Show each line of the data below that has the string "JobStatus" in it.

(Material for the task)
+---+

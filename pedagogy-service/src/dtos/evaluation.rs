use crate::models::{JobStatus, WorkRecord};
use serde::{Deserialize, Serialize};
use validator::Validate;

/// Body of an evaluation job, stored verbatim as the job's input data.
#[derive(Debug, Clone, Deserialize, Serialize, Validate)]
pub struct EvaluationRequest {
    #[serde(default)]
    #[validate(length(min = 1, message = "titulo is required"))]
    pub titulo: String,
    #[serde(default)]
    #[validate(required(message = "objetivos is required"))]
    pub objetivos: Option<Vec<String>>,
    #[serde(default)]
    #[validate(length(min = 1, message = "contenido is required"))]
    pub contenido: String,
    #[serde(default, skip_serializing_if = "Option::is_none")]
    pub instrucciones: Option<String>,
    #[serde(
        rename = "tiempoEstimado",
        default,
        skip_serializing_if = "Option::is_none"
    )]
    pub tiempo_estimado: Option<String>,
    #[serde(
        rename = "instruccionesEspeciales",
        default,
        skip_serializing_if = "Option::is_none"
    )]
    pub instrucciones_especiales: Option<String>,
}

impl EvaluationRequest {
    pub fn objectives(&self) -> &[String] {
        self.objetivos.as_deref().unwrap_or_default()
    }
}

#[derive(Debug, Clone, Deserialize, Validate)]
pub struct BackgroundEvaluationRequest {
    #[serde(rename = "jobID", default)]
    #[validate(length(min = 1, message = "jobID is required"))]
    pub job_id: String,
    #[serde(flatten)]
    #[validate(nested)]
    pub evaluation: EvaluationRequest,
}

#[derive(Debug, Serialize)]
pub struct EvaluationAccepted {
    pub success: bool,
    pub message: String,
    #[serde(rename = "jobID")]
    pub job_id: String,
    #[serde(rename = "statusEndpoint")]
    pub status_endpoint: String,
    #[serde(rename = "estimatedTime")]
    pub estimated_time: String,
    pub timestamp: String,
}

#[derive(Debug, Serialize)]
pub struct BackgroundEvaluationResponse {
    pub success: bool,
    #[serde(rename = "jobID")]
    pub job_id: String,
    pub status: JobStatus,
    pub result: String,
    pub timestamp: String,
}

#[derive(Debug, Deserialize)]
pub struct EvaluationStatusParams {
    pub id: Option<String>,
}

#[derive(Debug, Serialize)]
pub struct EvaluationStatusMetadata {
    pub tipo: String,
    pub titulo: Option<String>,
    pub started_at: Option<String>,
    pub completed_at: Option<String>,
    pub processing_time: Option<i64>,
}

#[derive(Debug, Serialize)]
pub struct EvaluationStatusResponse {
    pub success: bool,
    #[serde(rename = "jobID")]
    pub job_id: String,
    pub status: JobStatus,
    pub result: Option<String>,
    pub error: Option<String>,
    pub metadata: EvaluationStatusMetadata,
    pub timestamp: String,
}

impl From<WorkRecord> for EvaluationStatusResponse {
    fn from(record: WorkRecord) -> Self {
        let metadata = EvaluationStatusMetadata {
            tipo: "evaluacion".to_string(),
            titulo: record.input_str("titulo").map(str::to_string),
            started_at: record.started_at.map(|t| t.to_rfc3339()),
            completed_at: record.completed_at.map(|t| t.to_rfc3339()),
            processing_time: record.processing_time_ms(),
        };

        Self {
            success: true,
            result: record.result_text().map(str::to_string),
            error: record.error_message.clone(),
            status: record.status,
            job_id: record.job_id,
            metadata,
            timestamp: super::timestamp(),
        }
    }
}

#[cfg(test)]
mod tests {
    use super::*;
    use chrono::Utc;
    use uuid::Uuid;

    #[test]
    fn empty_objectives_list_is_accepted() {
        let request: EvaluationRequest =
            serde_json::from_str(r#"{"titulo": "t", "objetivos": [], "contenido": "c"}"#).unwrap();
        assert!(request.validate().is_ok());
        assert!(request.objectives().is_empty());
    }

    #[test]
    fn absent_objectives_fail_validation() {
        let request: EvaluationRequest =
            serde_json::from_str(r#"{"titulo": "t", "contenido": "c"}"#).unwrap();
        assert!(request.validate().is_err());
    }

    #[test]
    fn background_request_validates_nested_fields() {
        let request: BackgroundEvaluationRequest = serde_json::from_str(
            r#"{"jobID": "eval_1_abc", "titulo": "", "objetivos": ["o"], "contenido": "c"}"#,
        )
        .unwrap();
        assert!(request.validate().is_err());

        let request: BackgroundEvaluationRequest = serde_json::from_str(
            r#"{"titulo": "t", "objetivos": ["o"], "contenido": "c"}"#,
        )
        .unwrap();
        assert!(request.validate().is_err());
    }

    #[test]
    fn status_response_reads_result_and_title_from_record() {
        let now = Utc::now();
        let record = WorkRecord {
            id: Uuid::new_v4(),
            job_id: "eval_1_abcdefghi".to_string(),
            user_id: "anonymous".to_string(),
            module_name: "GenerarEvaluacion".to_string(),
            status: JobStatus::Completed,
            input_data: serde_json::json!({"titulo": "Fotosíntesis"}),
            output_data: Some(serde_json::json!({"result": "texto", "processing_time": 1200})),
            error_message: None,
            created_at: now,
            started_at: Some(now),
            completed_at: Some(now),
            updated_at: now,
        };

        let json = serde_json::to_value(EvaluationStatusResponse::from(record)).unwrap();
        assert_eq!(json["jobID"], "eval_1_abcdefghi");
        assert_eq!(json["status"], "completed");
        assert_eq!(json["result"], "texto");
        assert!(json["error"].is_null());
        assert_eq!(json["metadata"]["titulo"], "Fotosíntesis");
        assert_eq!(json["metadata"]["tipo"], "evaluacion");
        assert_eq!(json["metadata"]["processing_time"], 1200);
    }
}
use super::record_generation;
use crate::dtos::{timestamp, BalanceRequest, BalanceResponse, BloomRequest, BloomResponse};
use crate::middleware::{UserId, ValidatedJson};
use crate::services::analysis::DokStatistics;
use crate::services::generation::PedagogyModule;
use crate::services::prompts;
use crate::startup::AppState;
use axum::{extract::State, Json};
use service_core::error::AppError;

/// Bloom taxonomy and DOK classification of a single item.
#[tracing::instrument(skip(state, request), fields(user_id = %user.0, kind = %request.kind()))]
pub async fn analyze_bloom(
    State(state): State<AppState>,
    user: UserId,
    ValidatedJson(request): ValidatedJson<BloomRequest>,
) -> Result<Json<BloomResponse>, AppError> {
    let module = PedagogyModule::BloomAnalysis;
    let analysis = state
        .generation
        .generate(module, &prompts::bloom_analysis(&request))
        .await?;

    record_generation(
        &state,
        module,
        request.module_name.as_deref(),
        &user,
        &request,
        &analysis,
    )
    .await;

    Ok(Json(BloomResponse {
        success: true,
        analysis,
        timestamp: timestamp(),
    }))
}

/// DOK balance of a whole exam, with level mention counts.
#[tracing::instrument(skip(state, request), fields(user_id = %user.0, kind = %request.kind()))]
pub async fn analyze_balance(
    State(state): State<AppState>,
    user: UserId,
    ValidatedJson(request): ValidatedJson<BalanceRequest>,
) -> Result<Json<BalanceResponse>, AppError> {
    let module = PedagogyModule::BalanceAnalysis;
    let analysis = state
        .generation
        .generate(module, &prompts::balance_analysis(&request))
        .await?;

    let statistics = DokStatistics::from_text(&analysis);

    record_generation(
        &state,
        module,
        request.module_name.as_deref(),
        &user,
        &request,
        &analysis,
    )
    .await;

    Ok(Json(BalanceResponse {
        success: true,
        analysis,
        statistics,
        kind: request.kind().to_string(),
        timestamp: timestamp(),
    }))
}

+---+

(Task solution)
use crate::models::{JobStatus, WorkRecord};
    pub status: JobStatus,
    pub status: JobStatus,
            status: JobStatus::Completed,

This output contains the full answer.